For the main propulsion plant a shop test shall be carried out in accordance
with the SPECIFICATIONS.  During such shop test the specified fuel consumption
shall be ascertained and corrected to the design parameters.

The shop test shall be run on heavy fuel oil with each diesel engine developing
XX% MCR at XXX revolutions.  The measured fuel consumption shall be corrected
to a reference lower calorific value of XXXXXX kilojoules per kg and ISO
standard conditions.  The fuel consumption of the main propulsion plant so
corrected shall not exceed XXXXXXXXXXXXX for engines type 12ZAV40S and
XXXXXXXXXXXXXXXXX for engines type 8ZAL40S.

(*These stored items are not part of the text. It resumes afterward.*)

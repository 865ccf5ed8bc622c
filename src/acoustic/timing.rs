//! Energy-gated activity mask and timing statistics.
//!
//! Frame-level RMS gating splits the segment into speech and pause
//! frames. Pause ratio and the speech-onset rate are the timing proxies;
//! level and clipping stats feed extraction confidence.

/// Frame size for the activity mask (32ms at 16kHz)
const FRAME_SIZE: usize = 512;

/// RMS floor below which a frame counts as a pause, in dBFS
const SILENCE_FLOOR_DB: f32 = -45.0;

/// Sample magnitude treated as clipped
const CLIP_THRESHOLD: f32 = 0.999;

/// Timing and level statistics for one segment
#[derive(Debug, Clone, Copy)]
pub struct TimingStats {
    /// Fraction of frames gated as pause (0.0-1.0)
    pub pause_ratio: f32,
    /// Speech-onset transitions per second, a speech-rate proxy
    pub onset_rate: f32,
    /// RMS level over speech frames in dBFS
    pub energy_db: f32,
    /// Peak level in dBFS
    pub peak_db: f32,
    /// Fraction of clipped samples (0.0-1.0)
    pub clipping_ratio: f32,
    /// Number of analysis frames behind these statistics
    pub frame_count: usize,
}

fn frame_rms_db(frame: &[f32]) -> f32 {
    let rms = (frame.iter().map(|x| x * x).sum::<f32>() / frame.len() as f32).sqrt();
    20.0 * (rms + 1e-10).log10()
}

/// Compute the activity mask and timing statistics.
///
/// Returns `None` for segments shorter than one frame.
pub fn compute_timing_stats(samples: &[f32], sample_rate: usize) -> Option<TimingStats> {
    if samples.len() < FRAME_SIZE {
        return None;
    }

    let mut speech_frames = 0usize;
    let mut pause_frames = 0usize;
    let mut onsets = 0usize;
    let mut prev_speech = false;
    let mut speech_energy_sum = 0.0f64;

    for frame in samples.chunks_exact(FRAME_SIZE) {
        let db = frame_rms_db(frame);
        let is_speech = db > SILENCE_FLOOR_DB;
        if is_speech {
            speech_frames += 1;
            speech_energy_sum += db as f64;
            if !prev_speech {
                onsets += 1;
            }
        } else {
            pause_frames += 1;
        }
        prev_speech = is_speech;
    }

    let frame_count = speech_frames + pause_frames;
    if frame_count == 0 {
        return None;
    }

    let duration_s = (frame_count * FRAME_SIZE) as f32 / sample_rate as f32;
    let peak = samples.iter().fold(0.0f32, |m, s| m.max(s.abs()));
    let clipped = samples.iter().filter(|s| s.abs() >= CLIP_THRESHOLD).count();

    let energy_db = if speech_frames > 0 {
        (speech_energy_sum / speech_frames as f64) as f32
    } else {
        SILENCE_FLOOR_DB
    };

    Some(TimingStats {
        pause_ratio: pause_frames as f32 / frame_count as f32,
        onset_rate: onsets as f32 / duration_s,
        energy_db,
        peak_db: 20.0 * (peak + 1e-10).log10(),
        clipping_ratio: clipped as f32 / samples.len() as f32,
        frame_count,
    })
}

With respect to any of the engines, should the corrected fuel consumption be in
excess of XXX percent of XXXXXXXXXXXXXXXXX for engines type 12ZAV40S and
XXXXXXXXXXXX for engines type 8ZAL40S, the CONTRACTOR shall pay to the
PURCHASER, as liquidated damages and not by way of penalty, an amount of US
$XXXXXX for each full one percent in excess of XXX percent of XXXXXXXXXXXXXXXXX
for engines type 12ZAV40S and XXXXXXXXXXXXXXXXX for engines type 8ZAL40S, save
and except that the CONTRACTOR shall have the right to remedy any defect
causing such excessive fuel consumption and repeat the trial.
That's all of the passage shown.